*WHAT THE TASK REQUIRES*: Return exactly the final stretch of the records below, opening with the line that contains "pub fn create_test_server(limits: Limits)" and closing with the last line.
::: EXERCISE DATA :::
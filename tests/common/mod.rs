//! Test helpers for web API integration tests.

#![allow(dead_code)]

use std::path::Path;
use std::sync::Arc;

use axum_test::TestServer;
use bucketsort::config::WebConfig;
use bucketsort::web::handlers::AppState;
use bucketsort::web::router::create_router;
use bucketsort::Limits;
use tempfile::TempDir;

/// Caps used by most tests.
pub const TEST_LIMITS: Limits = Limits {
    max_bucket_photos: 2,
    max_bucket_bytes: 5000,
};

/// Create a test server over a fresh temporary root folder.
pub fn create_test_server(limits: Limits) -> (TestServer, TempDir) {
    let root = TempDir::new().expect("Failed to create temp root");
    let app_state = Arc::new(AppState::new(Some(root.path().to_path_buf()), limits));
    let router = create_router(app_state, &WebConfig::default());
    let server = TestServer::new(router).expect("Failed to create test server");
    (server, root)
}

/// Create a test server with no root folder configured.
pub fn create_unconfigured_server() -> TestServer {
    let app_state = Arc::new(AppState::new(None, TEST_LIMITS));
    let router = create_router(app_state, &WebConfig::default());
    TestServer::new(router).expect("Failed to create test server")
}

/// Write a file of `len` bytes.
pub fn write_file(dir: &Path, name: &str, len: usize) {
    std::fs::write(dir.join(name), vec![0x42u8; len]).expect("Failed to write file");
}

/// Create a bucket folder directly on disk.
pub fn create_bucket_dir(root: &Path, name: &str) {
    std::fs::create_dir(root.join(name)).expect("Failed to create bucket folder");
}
:::
*OUTPUT OF THE TASK*:
pub fn create_test_server(limits: Limits) -> (TestServer, TempDir) {
    let root = TempDir::new().expect("Failed to create temp root");
    let app_state = Arc::new(AppState::new(Some(root.path().to_path_buf()), limits));
    let router = create_router(app_state, &WebConfig::default());
    let server = TestServer::new(router).expect("Failed to create test server");
    (server, root)
}

/// Create a test server with no root folder configured.
pub fn create_unconfigured_server() -> TestServer {
    let app_state = Arc::new(AppState::new(None, TEST_LIMITS));
    let router = create_router(app_state, &WebConfig::default());
    TestServer::new(router).expect("Failed to create test server")
}

/// Write a file of `len` bytes.
pub fn write_file(dir: &Path, name: &str, len: usize) {
    std::fs::write(dir.join(name), vec![0x42u8; len]).expect("Failed to write file");
}

/// Create a bucket folder directly on disk.
pub fn create_bucket_dir(root: &Path, name: &str) {
    std::fs::create_dir(root.join(name)).expect("Failed to create bucket folder");
}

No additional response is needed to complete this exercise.